Between Books - There are Dads Way Worse Than You

Book cover for There are Dads Way Worse than You showing an ilustrated Darth Vader and Luke Skywalker looking at Luke's severed hand.

I’m not a card guy. There is part of me that sees a card as a $5 note, which will likely go to recycling in 97% of cases, all numbers being approximate. I’ve kept a few for the notes as they warmed my heart. But let’s be honest most cards go to recycling. I know the one’s I’ve given SHOULD BE RECYCLED.

There are Dads Way Worse Than You: Unimpeachable Evidence of Your Excellence as a Father
by Glen Boozan and illustrated by Priscilla Witte is what I received from the Between Family in place of a card. The book is simple, are you worried about being a dad? Well, here’s a list of fictional and real dads who quite simply you out Dad daily. The bad dads include Darth Vader (no spoilers as he’s on the cover), Disney villains, and numerous pop culture baddies. Each dad is highlighted with a cute picture and a short narrative of his failure.

There are Dads Way Worse Than You: Unimpeachable Evidence of Your Excellence as a Father will likely resonate with new dads who are worried about their future parenting triumphs and failures. Geek dads, including Disney ones, will also find themselves amused by the images and memories. I am willing to admit, I may be a better dad than Darth Vader. I did like the BBQ image at the end of the book where my favorite bad dad pairing is playing catch.

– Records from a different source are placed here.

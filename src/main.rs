use std::path::PathBuf;

use anyhow::{Context, Result};
use clap::{ArgAction, Args, Parser, Subcommand};
use dmfusion::{logging, DeviceType, FusionTrainer, TrainingConfig};
use tracing::info;

#[derive(Parser)]
#[command(name = "dmfusion")]
#[command(about = "Train decision-map image fusion networks", long_about = None)]
#[command(version)]
struct Cli {
    /// Increase log verbosity (-v, -vv, -vvv)
    #[arg(short, long, action = ArgAction::Count, global = true)]
    verbose: u8,

    /// Emit logs as JSON
    #[arg(long, global = true)]
    json: bool,

    #[command(subcommand)]
    command: Commands,
}

#[derive(Subcommand)]
enum Commands {
    /// Train a fusion network
    Train(TrainArgs),

    /// Validate configuration file
    Config {
        /// Configuration file to validate
        #[arg(short, long)]
        file: PathBuf,
    },

    /// Show system information
    Info,
}

#[derive(Args)]
struct TrainArgs {
    /// Configuration file (JSON or YAML)
    #[arg(short, long)]
    config: Option<PathBuf>,

    /// Dataset root containing train/ and validate/
    #[arg(long, env = "DMFUSION_DATA_PATH")]
    data_path: Option<PathBuf>,

    /// Directory receiving run logs and weights
    #[arg(long)]
    save_path: Option<PathBuf>,

    /// Maximum number of epochs
    #[arg(long)]
    epochs: Option<usize>,

    /// Batch size
    #[arg(long)]
    batch_size: Option<usize>,

    /// Initial learning rate
    #[arg(long)]
    lr: Option<f64>,

    /// Number of training samples per modality
    #[arg(long)]
    set_size: Option<usize>,

    /// Epochs without improvement before stopping
    #[arg(long)]
    patience: Option<usize>,

    /// Compute device: auto, cpu, cuda[:N], metal[:N]
    #[arg(long)]
    device: Option<DeviceType>,

    /// Seed for data shuffling
    #[arg(long)]
    seed: Option<u64>,

    /// Hide progress bars
    #[arg(short, long)]
    quiet: bool,
}

impl TrainArgs {
    fn into_config(self) -> Result<TrainingConfig> {
        let mut config = match &self.config {
            Some(path) => TrainingConfig::from_file(path)
                .with_context(|| format!("Failed to load configuration file {}", path.display()))?,
            None => TrainingConfig::default(),
        };

        if let Some(data_path) = self.data_path {
            config.data_path = data_path;
        }
        if let Some(save_path) = self.save_path {
            config.save_path = save_path;
        }
        if let Some(epochs) = self.epochs {
            config.hyperparams.epochs = epochs;
        }
        if let Some(batch_size) = self.batch_size {
            config.hyperparams.batch_size = batch_size;
        }
        if let Some(lr) = self.lr {
            config.hyperparams.lr = lr;
        }
        if let Some(set_size) = self.set_size {
            config.hyperparams.set_size = set_size;
        }
        if let Some(patience) = self.patience {
            config.hyperparams.patience = patience;
        }
        if let Some(device) = self.device {
            config.runtime.device = device;
        }
        if let Some(seed) = self.seed {
            config.data.seed = Some(seed);
        }
        if self.quiet {
            config.runtime.quiet = true;
        }

        Ok(config)
    }
}

fn main() -> Result<()> {
    let cli = Cli::parse();
    logging::init_logging(cli.verbose, cli.json)?;

    match cli.command {
        Commands::Train(args) => train(args)?,
        Commands::Config { file } => validate_config(file)?,
        Commands::Info => show_system_info(),
    }

    Ok(())
}

fn train(args: TrainArgs) -> Result<()> {
    let config = args.into_config()?;
    info!("Data path: {}", config.data_path.display());

    let trainer = FusionTrainer::new(config).context("Failed to initialize trainer")?;
    let result = trainer.run().context("Training failed")?;

    info!(
        "Finished {} epochs{}, best val_loss {:.4}",
        result.epochs_run(),
        if result.early_stopped { " (early stopped)" } else { "" },
        result.best_val_loss
    );
    if let Some(run_dir) = &result.run_dir {
        info!("Outputs saved to: {}", run_dir.display());
    }

    Ok(())
}

fn validate_config(config_path: PathBuf) -> Result<()> {
    info!("Validating configuration file: {}", config_path.display());

    let config = TrainingConfig::from_file(&config_path)
        .context("Failed to load configuration file")?;
    config.validate().context("Configuration is invalid")?;

    let hp = &config.hyperparams;
    info!("Configuration is valid");
    info!("Configuration summary:");
    info!("  - Data: {} ({:?}, resize {:?})", config.data_path.display(), config.data.color, config.data.resize);
    info!("  - Samples: {} train / {} validation", hp.set_size, config.validation_size());
    info!("  - Epochs: {}, batch size: {}, patience: {}", hp.epochs, hp.batch_size, hp.patience);
    info!("  - Learning rate: {} (x{} every {} epochs)", hp.lr, hp.gamma, hp.scheduler_step);
    info!(
        "  - Mixed precision: {} ({:?})",
        config.mixed_precision.enabled, config.mixed_precision.precision
    );
    info!("  - Device: {:?}", config.runtime.device);

    Ok(())
}

fn show_system_info() {
    println!("DMFusion - decision-map fusion training");
    println!();
    println!("Version: {}", env!("CARGO_PKG_VERSION"));
    println!();
    println!("Hardware support:");

    #[cfg(feature = "cuda")]
    println!("  ✅ NVIDIA CUDA GPU acceleration");
    #[cfg(not(feature = "cuda"))]
    println!("  ❌ CUDA support (not compiled)");

    #[cfg(feature = "metal")]
    println!("  ✅ Apple Metal GPU acceleration");
    #[cfg(not(feature = "metal"))]
    println!("  ❌ Metal support (not compiled)");

    #[cfg(feature = "accelerate")]
    println!("  ✅ Apple Accelerate framework");
    #[cfg(not(feature = "accelerate"))]
    println!("  ❌ Accelerate support (not compiled)");

    println!("  ✅ CPU training");
    println!();
    println!("Usage:");
    println!("  dmfusion train --data-path ./data --epochs 200");
    println!("  dmfusion train -c config.yaml");
    println!("  dmfusion config -f config.yaml   # Validate configuration");
    println!("  dmfusion info                    # Show this information");
}
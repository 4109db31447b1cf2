//! Synchronous data loader for fusion training

use std::sync::Arc;

use rand::rngs::StdRng;
use rand::seq::SliceRandom;
use rand::SeedableRng;
use serde::{Deserialize, Serialize};
use tracing::{debug, info};

use super::{collate, DataError, Dataset, FusionBatch};

/// Configuration for DataLoader
#[derive(Debug, Clone, Serialize, Deserialize)]
pub struct DataLoaderConfig {
    /// Batch size
    pub batch_size: usize,
    /// Whether to shuffle data each epoch
    pub shuffle: bool,
    /// Seed for shuffling (OS entropy when unset)
    pub seed: Option<u64>,
}

impl Default for DataLoaderConfig {
    fn default() -> Self {
        Self {
            batch_size: 8,
            shuffle: true,
            seed: None,
        }
    }
}

/// Batched view over a dataset
///
/// The final batch may be smaller than `batch_size`. Iterating is restartable:
/// every call to [`DataLoader::batches`] starts a new epoch with a fresh order.
pub struct DataLoader {
    dataset: Arc<dyn Dataset>,
    config: DataLoaderConfig,
    rng: StdRng,
}

impl DataLoader {
    /// Create a new DataLoader
    pub fn new(dataset: Arc<dyn Dataset>, config: DataLoaderConfig) -> Result<Self, DataError> {
        if config.batch_size == 0 {
            return Err(DataError::BatchCollation {
                reason: "batch size must be greater than 0".to_string(),
            });
        }

        info!(
            "Creating DataLoader with batch_size={}, shuffle={}, samples={}",
            config.batch_size,
            config.shuffle,
            dataset.len()
        );

        let rng = match config.seed {
            Some(seed) => StdRng::seed_from_u64(seed),
            None => StdRng::from_os_rng(),
        };

        Ok(Self { dataset, config, rng })
    }

    /// Number of batches per epoch
    pub fn len(&self) -> usize {
        self.dataset.len().div_ceil(self.config.batch_size)
    }

    /// Whether the loader yields no batches
    pub fn is_empty(&self) -> bool {
        self.len() == 0
    }

    /// Number of samples in the underlying dataset
    pub fn dataset_size(&self) -> usize {
        self.dataset.len()
    }

    /// Batch size
    pub fn batch_size(&self) -> usize {
        self.config.batch_size
    }

    /// Start an epoch
    pub fn batches(&mut self) -> BatchIter<'_> {
        let mut indices: Vec<usize> = (0..self.dataset.len()).collect();
        if self.config.shuffle {
            indices.shuffle(&mut self.rng);
            debug!("Shuffled {} indices", indices.len());
        }

        BatchIter {
            dataset: self.dataset.as_ref(),
            indices,
            batch_size: self.config.batch_size,
            position: 0,
        }
    }
}

/// Iterator over the batches of one epoch
pub struct BatchIter<'a> {
    dataset: &'a dyn Dataset,
    indices: Vec<usize>,
    batch_size: usize,
    position: usize,
}

impl Iterator for BatchIter<'_> {
    type Item = Result<FusionBatch, DataError>;

    fn next(&mut self) -> Option<Self::Item> {
        if self.position >= self.indices.len() {
            return None;
        }

        let end = (self.position + self.batch_size).min(self.indices.len());
        let chunk = &self.indices[self.position..end];
        self.position = end;

        let samples: Result<Vec<_>, _> = chunk.iter().map(|&i| self.dataset.get(i)).collect();
        Some(samples.and_then(|s| collate(&s)))
    }

    fn size_hint(&self) -> (usize, Option<usize>) {
        let remaining = (self.indices.len() - self.position).div_ceil(self.batch_size);
        (remaining, Some(remaining))
    }
}

impl ExactSizeIterator for BatchIter<'_> {}
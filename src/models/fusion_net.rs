//! Small convolutional reference network

use std::path::Path;

use candle_core::{DType, Device, Tensor};
use candle_nn::{Conv2dConfig, VarBuilder, VarMap};
use tracing::debug;

use super::FusionModel;
use crate::error::{Error, Result};
use crate::training::config::ModelConfig;

/// Convolution whose f32 master weights follow the activation dtype
struct Conv {
    weight: Tensor,
    bias: Option<Tensor>,
    padding: usize,
}

impl Conv {
    fn new(
        in_channels: usize,
        out_channels: usize,
        kernel_size: usize,
        vb: VarBuilder,
    ) -> candle_core::Result<Self> {
        let padding = kernel_size / 2;
        let config = Conv2dConfig {
            padding,
            ..Default::default()
        };
        let conv = candle_nn::conv2d(in_channels, out_channels, kernel_size, config, vb)?;
        Ok(Self {
            weight: conv.weight().clone(),
            bias: conv.bias().cloned(),
            padding,
        })
    }

    fn forward(&self, x: &Tensor) -> candle_core::Result<Tensor> {
        let weight = self.weight.to_dtype(x.dtype())?;
        let y = x.conv2d(&weight, self.padding, 1, 1, 1)?;
        match &self.bias {
            Some(bias) => {
                let channels = bias.dim(0)?;
                let bias = bias.to_dtype(x.dtype())?.reshape((1, channels, 1, 1))?;
                y.broadcast_add(&bias)
            }
            None => Ok(y),
        }
    }
}

/// Concatenates both sources, applies `num_layers` 3x3 convolutions with ReLU
/// and a 1x1 projection to one channel followed by a sigmoid
pub struct FusionNet {
    vars: VarMap,
    hidden: Vec<Conv>,
    head: Conv,
}

impl FusionNet {
    /// Build a freshly initialised network for `channels`-channel sources
    pub fn new(config: &ModelConfig, channels: usize, device: &Device) -> Result<Self> {
        if channels == 0 {
            return Err(Error::model("source images must have at least one channel"));
        }

        let vars = VarMap::new();
        let vb = VarBuilder::from_varmap(&vars, DType::F32, device);

        let mut hidden = Vec::with_capacity(config.num_layers);
        let mut in_channels = 2 * channels;
        for i in 0..config.num_layers {
            hidden.push(Conv::new(in_channels, config.hidden_channels, 3, vb.pp(format!("conv{}", i)))?);
            in_channels = config.hidden_channels;
        }
        let head = Conv::new(in_channels, 1, 1, vb.pp("head"))?;

        debug!(
            "Built FusionNet with {} hidden layers of width {}",
            config.num_layers, config.hidden_channels
        );

        Ok(Self { vars, hidden, head })
    }

    /// Overwrite the weights with a saved safetensors file
    pub fn load_weights<P: AsRef<Path>>(&mut self, path: P) -> Result<()> {
        self.vars.load(path)?;
        Ok(())
    }
}

impl FusionModel for FusionNet {
    fn forward(&self, source_a: &Tensor, source_b: &Tensor) -> candle_core::Result<Tensor> {
        let mut x = Tensor::cat(&[source_a, source_b], 1)?;
        for layer in &self.hidden {
            x = layer.forward(&x)?.relu()?;
        }
        let logits = self.head.forward(&x)?;
        // sigmoid
        (logits.neg()?.exp()? + 1.0)?.recip()
    }

    fn vars(&self) -> &VarMap {
        &self.vars
    }
}

#[cfg(test)]
mod tests {
    use super::*;
    use tempfile::TempDir;

    fn config() -> ModelConfig {
        ModelConfig {
            hidden_channels: 4,
            num_layers: 2,
        }
    }

    #[test]
    fn test_output_shape_and_range() {
        let net = FusionNet::new(&config(), 3, &Device::Cpu).unwrap();
        let a = Tensor::rand(0f32, 1f32, (2, 3, 8, 6), &Device::Cpu).unwrap();
        let b = Tensor::rand(0f32, 1f32, (2, 3, 8, 6), &Device::Cpu).unwrap();

        let out = net.forward(&a, &b).unwrap();
        assert_eq!(out.dims(), &[2, 1, 8, 6]);

        let values = out.flatten_all().unwrap().to_vec1::<f32>().unwrap();
        assert!(values.iter().all(|v| (0.0..=1.0).contains(v)));
    }

    #[test]
    fn test_parameter_count() {
        let net = FusionNet::new(&config(), 1, &Device::Cpu).unwrap();
        // conv0: 2->4 3x3, conv1: 4->4 3x3, head: 4->1 1x1
        let expected = (4 * 2 * 9 + 4) + (4 * 4 * 9 + 4) + (4 + 1);
        assert_eq!(net.parameter_count(), expected);
    }

    #[test]
    fn test_reduced_precision_forward() {
        let net = FusionNet::new(&config(), 1, &Device::Cpu).unwrap();
        let a = Tensor::rand(0f32, 1f32, (1, 1, 4, 4), &Device::Cpu)
            .unwrap()
            .to_dtype(DType::F16)
            .unwrap();
        let out = net.forward(&a, &a).unwrap();
        assert_eq!(out.dtype(), DType::F16);
    }

    #[test]
    fn test_weights_reload() {
        let dir = TempDir::new().unwrap();
        let path = dir.path().join("weights.safetensors");
        let a = Tensor::rand(0f32, 1f32, (1, 1, 4, 4), &Device::Cpu).unwrap();

        let saved = FusionNet::new(&config(), 1, &Device::Cpu).unwrap();
        saved.vars().save(&path).unwrap();
        let expected = saved.forward(&a, &a).unwrap().flatten_all().unwrap().to_vec1::<f32>().unwrap();

        let mut loaded = FusionNet::new(&config(), 1, &Device::Cpu).unwrap();
        loaded.load_weights(&path).unwrap();
        let actual = loaded.forward(&a, &a).unwrap().flatten_all().unwrap().to_vec1::<f32>().unwrap();
        assert_eq!(expected, actual);
    }

    #[test]
    fn test_zero_channels_rejected() {
        assert!(FusionNet::new(&config(), 0, &Device::Cpu).is_err());
    }
}
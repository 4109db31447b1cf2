//! Batch collation for fusion samples

use candle_core::{Device, Tensor};

use super::{DataError, FusionSample};

/// A collated batch, each tensor shaped `[N, C, H, W]`
#[derive(Debug, Clone)]
pub struct FusionBatch {
    pub source_a: Tensor,
    pub source_b: Tensor,
    pub ground_truth: Tensor,
    pub decision_map: Tensor,
}

impl FusionBatch {
    /// Number of samples in the batch
    pub fn batch_size(&self) -> usize {
        self.source_a.dims().first().copied().unwrap_or(0)
    }

    /// Move every tensor to a device
    pub fn to_device(&self, device: &Device) -> candle_core::Result<Self> {
        Ok(Self {
            source_a: self.source_a.to_device(device)?,
            source_b: self.source_b.to_device(device)?,
            ground_truth: self.ground_truth.to_device(device)?,
            decision_map: self.decision_map.to_device(device)?,
        })
    }
}

/// Stack samples along a new leading batch dimension
///
/// All samples must share spatial dimensions; use `data.resize` for datasets
/// with mixed image sizes.
pub fn collate(samples: &[FusionSample]) -> Result<FusionBatch, DataError> {
    let first = samples.first().ok_or_else(|| DataError::BatchCollation {
        reason: "cannot collate an empty batch".to_string(),
    })?;

    let reference = first.source_a.dims();
    for (i, sample) in samples.iter().enumerate() {
        for tensor in [&sample.source_a, &sample.source_b, &sample.ground_truth] {
            if tensor.dims() != reference {
                return Err(DataError::BatchCollation {
                    reason: format!(
                        "sample {} has shape {:?}, expected {:?}",
                        i,
                        tensor.dims(),
                        reference
                    ),
                });
            }
        }
        if sample.decision_map.dims()[1..] != reference[1..] {
            return Err(DataError::BatchCollation {
                reason: format!(
                    "decision map of sample {} has shape {:?}, expected spatial size {:?}",
                    i,
                    sample.decision_map.dims(),
                    &reference[1..]
                ),
            });
        }
    }

    let source_a: Vec<&Tensor> = samples.iter().map(|s| &s.source_a).collect();
    let source_b: Vec<&Tensor> = samples.iter().map(|s| &s.source_b).collect();
    let ground_truth: Vec<&Tensor> = samples.iter().map(|s| &s.ground_truth).collect();
    let decision_map: Vec<&Tensor> = samples.iter().map(|s| &s.decision_map).collect();

    Ok(FusionBatch {
        source_a: Tensor::stack(&source_a, 0)?,
        source_b: Tensor::stack(&source_b, 0)?,
        ground_truth: Tensor::stack(&ground_truth, 0)?,
        decision_map: Tensor::stack(&decision_map, 0)?,
    })
}
//! Structural similarity index

use candle_core::{DType, Device, Result, Tensor};

const C1: f64 = 0.01 * 0.01;
const C2: f64 = 0.03 * 0.03;

/// SSIM with a normalized Gaussian window applied per channel
#[derive(Debug, Clone)]
pub struct Ssim {
    window_size: usize,
    /// `[1, 1, k, k]`
    window: Tensor,
}

impl Ssim {
    /// 11x11 window with sigma 1.5
    pub fn new(device: &Device) -> Result<Self> {
        Self::with_window(11, 1.5, device)
    }

    pub fn with_window(window_size: usize, sigma: f64, device: &Device) -> Result<Self> {
        let center = (window_size / 2) as f64;
        let gauss: Vec<f64> = (0..window_size)
            .map(|i| (-((i as f64 - center).powi(2)) / (2.0 * sigma * sigma)).exp())
            .collect();
        let total: f64 = gauss.iter().sum();
        let gauss: Vec<f32> = gauss.iter().map(|g| (g / total) as f32).collect();

        let g = Tensor::from_vec(gauss, (window_size, 1), device)?;
        let window = g
            .matmul(&g.t()?)?
            .reshape((1, 1, window_size, window_size))?;

        Ok(Self { window_size, window })
    }

    /// Mean SSIM between two `[N, C, H, W]` tensors
    pub fn forward(&self, img1: &Tensor, img2: &Tensor) -> Result<Tensor> {
        let channels = img1.dim(1)?;
        let window = self
            .window
            .to_device(img1.device())?
            .to_dtype(img1.dtype())?
            .broadcast_as((channels, 1, self.window_size, self.window_size))?
            .contiguous()?;
        let padding = self.window_size / 2;
        let filter = |x: &Tensor| x.conv2d(&window, padding, 1, 1, channels);

        let mu1 = filter(img1)?;
        let mu2 = filter(img2)?;
        let mu1_sq = mu1.sqr()?;
        let mu2_sq = mu2.sqr()?;
        let mu1_mu2 = (&mu1 * &mu2)?;

        let sigma1_sq = (filter(&img1.sqr()?)? - &mu1_sq)?;
        let sigma2_sq = (filter(&img2.sqr()?)? - &mu2_sq)?;
        let sigma12 = (filter(&(img1 * img2)?)? - &mu1_mu2)?;

        let numerator = (mu1_mu2.affine(2.0, C1)? * sigma12.affine(2.0, C2)?)?;
        let denominator =
            ((mu1_sq + mu2_sq)?.affine(1.0, C1)? * (sigma1_sq + sigma2_sq)?.affine(1.0, C2)?)?;

        (numerator / denominator)?.mean_all()
    }

    /// SSIM as a plain number, outside the autograd graph
    pub fn score(&self, img1: &Tensor, img2: &Tensor) -> Result<f32> {
        self.forward(img1, img2)?.to_dtype(DType::F32)?.to_scalar::<f32>()
    }
}

#[cfg(test)]
mod tests {
    use super::*;
    use approx::assert_relative_eq;

    #[test]
    fn test_window_is_normalized() {
        let ssim = Ssim::new(&Device::Cpu).unwrap();
        assert_eq!(ssim.window.dims(), &[1, 1, 11, 11]);
        let total: f32 = ssim.window.sum_all().unwrap().to_scalar().unwrap();
        assert_relative_eq!(total, 1.0, epsilon = 1e-5);
    }

    #[test]
    fn test_identical_images_score_one() {
        let ssim = Ssim::new(&Device::Cpu).unwrap();
        let img = Tensor::rand(0f32, 1f32, (2, 3, 16, 16), &Device::Cpu).unwrap();
        assert_relative_eq!(ssim.score(&img, &img).unwrap(), 1.0, epsilon = 1e-4);
    }

    #[test]
    fn test_different_images_score_lower() {
        let ssim = Ssim::new(&Device::Cpu).unwrap();
        let img = Tensor::rand(0f32, 1f32, (1, 1, 16, 16), &Device::Cpu).unwrap();
        let inverted = img.affine(-1.0, 1.0).unwrap();
        assert!(ssim.score(&img, &inverted).unwrap() < 0.5);
    }
}
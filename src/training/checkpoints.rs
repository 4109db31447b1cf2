//! Run logging, weight checkpointing and early stopping
//!
//! A [`CheckpointLogger`] owns one run directory:
//!
//! ```text
//! <save_path>/<YYYY-MM-DD_HH.MM.SS>/
//!     hyperparams.json
//!     log.txt
//!     epoch_001.safetensors
//!     best_network.safetensors
//! ```
//!
//! It tracks the best validation loss and the number of epochs since it last
//! improved; the trainer only sees the [`CheckpointOutcome`] of each epoch.

use std::fs::{self, File, OpenOptions};
use std::io::Write;
use std::path::{Path, PathBuf};

use anyhow::{Context, Result};
use candle_nn::VarMap;
use tracing::{debug, info, instrument};

use crate::training::config::HyperParams;

/// File name of the best weights in a run directory
pub const BEST_WEIGHTS: &str = "best_network.safetensors";

/// Whether training should go on after an epoch
#[derive(Debug, Clone, Copy, PartialEq, Eq)]
pub enum CheckpointOutcome {
    Continue,
    Stop,
}

/// Receiver of per-epoch results
pub trait CheckpointSink {
    /// Record one finished epoch
    fn record(
        &mut self,
        vars: &VarMap,
        epoch: usize,
        log_line: &str,
        val_loss: f64,
        save_every_epoch: bool,
    ) -> Result<CheckpointOutcome>;

    /// Best validation loss seen so far
    fn best_loss(&self) -> f64;

    /// Directory receiving the outputs, if any
    fn run_dir(&self) -> Option<&Path>;
}

/// File-backed checkpoint sink with patience-based early stopping
#[derive(Debug)]
pub struct CheckpointLogger {
    run_dir: PathBuf,
    patience: usize,
    best_loss: f64,
    stale_epochs: usize,
}

impl CheckpointLogger {
    /// Create a fresh run directory under `save_path` and write the run header
    #[instrument(skip(hyperparams))]
    pub fn new(save_path: &Path, hyperparams: &HyperParams) -> Result<Self> {
        let stamp = chrono::Local::now().format("%Y-%m-%d_%H.%M.%S").to_string();
        let run_dir = unique_dir(save_path, &stamp)?;

        let params_json = serde_json::to_string_pretty(hyperparams)
            .context("Failed to serialize hyperparameters")?;
        fs::write(run_dir.join("hyperparams.json"), params_json)
            .context("Failed to write hyperparams.json")?;

        let mut log = File::create(run_dir.join("log.txt")).context("Failed to create log.txt")?;
        writeln!(log, "Hyperparameters:")?;
        writeln!(log, "  set_size: {}", hyperparams.set_size)?;
        writeln!(log, "  batchsize: {}", hyperparams.batch_size)?;
        writeln!(log, "  epochs: {}", hyperparams.epochs)?;
        writeln!(log, "  lr: {}", hyperparams.lr)?;
        writeln!(log, "  gamma: {}", hyperparams.gamma)?;
        writeln!(log, "  scheduler_step: {}", hyperparams.scheduler_step)?;
        writeln!(log, "  lmd: {}", hyperparams.lmd)?;
        writeln!(log, "  patience: {}", hyperparams.patience)?;
        writeln!(log)?;

        info!("Logging run to {}", run_dir.display());

        Ok(Self {
            run_dir,
            patience: hyperparams.patience,
            best_loss: f64::INFINITY,
            stale_epochs: 0,
        })
    }

    /// Epochs since the last improvement
    pub fn stale_epochs(&self) -> usize {
        self.stale_epochs
    }

    fn append_log(&self, line: &str) -> Result<()> {
        let mut log = OpenOptions::new()
            .append(true)
            .create(true)
            .open(self.run_dir.join("log.txt"))
            .context("Failed to open log.txt")?;
        writeln!(log, "{}", line)?;
        Ok(())
    }

    fn save_weights(&self, vars: &VarMap, name: &str) -> Result<()> {
        let path = self.run_dir.join(name);
        vars.save(&path)
            .with_context(|| format!("Failed to save weights to {}", path.display()))?;
        debug!("Saved weights to {}", path.display());
        Ok(())
    }
}

impl CheckpointSink for CheckpointLogger {
    fn record(
        &mut self,
        vars: &VarMap,
        epoch: usize,
        log_line: &str,
        val_loss: f64,
        save_every_epoch: bool,
    ) -> Result<CheckpointOutcome> {
        self.append_log(log_line)?;

        if save_every_epoch {
            self.save_weights(vars, &format!("epoch_{:03}.safetensors", epoch))?;
        }

        // NaN compares false and never improves
        if val_loss < self.best_loss {
            self.best_loss = val_loss;
            self.stale_epochs = 0;
            self.save_weights(vars, BEST_WEIGHTS)?;
            self.append_log(&format!("Best model updated at epoch {} (val_loss {:.4})", epoch, val_loss))?;
            info!("New best validation loss {:.6} at epoch {}", val_loss, epoch);
            return Ok(CheckpointOutcome::Continue);
        }

        self.stale_epochs += 1;
        debug!(
            "No improvement for {} epoch(s), patience {}",
            self.stale_epochs, self.patience
        );
        if self.stale_epochs >= self.patience {
            self.append_log(&format!(
                "Early stopping after epoch {}: no improvement for {} epochs",
                epoch, self.stale_epochs
            ))?;
            return Ok(CheckpointOutcome::Stop);
        }

        Ok(CheckpointOutcome::Continue)
    }

    fn best_loss(&self) -> f64 {
        self.best_loss
    }

    fn run_dir(&self) -> Option<&Path> {
        Some(&self.run_dir)
    }
}

/// Create `parent/name`, or `parent/name_1`, `parent/name_2`, ... when taken
fn unique_dir(parent: &Path, name: &str) -> Result<PathBuf> {
    fs::create_dir_all(parent)
        .with_context(|| format!("Failed to create {}", parent.display()))?;

    let mut candidate = parent.join(name);
    let mut suffix = 0;
    loop {
        match fs::create_dir(&candidate) {
            Ok(()) => return Ok(candidate),
            Err(e) if e.kind() == std::io::ErrorKind::AlreadyExists => {
                suffix += 1;
                candidate = parent.join(format!("{}_{}", name, suffix));
            }
            Err(e) => {
                return Err(e).with_context(|| format!("Failed to create {}", candidate.display()))
            }
        }
    }
}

There are Dads Way Worse Than You: Unimpeachable Evidence of Your Excellence as a Father
by Glen Boozan and illustrated by Priscilla Witte is a book that to me is better than a card. And maybe this is what we need to normalize small gift books with heartwarming messages, in place of recycling materials. And hey, those sweet notes we love, you can still add them on the blank pages!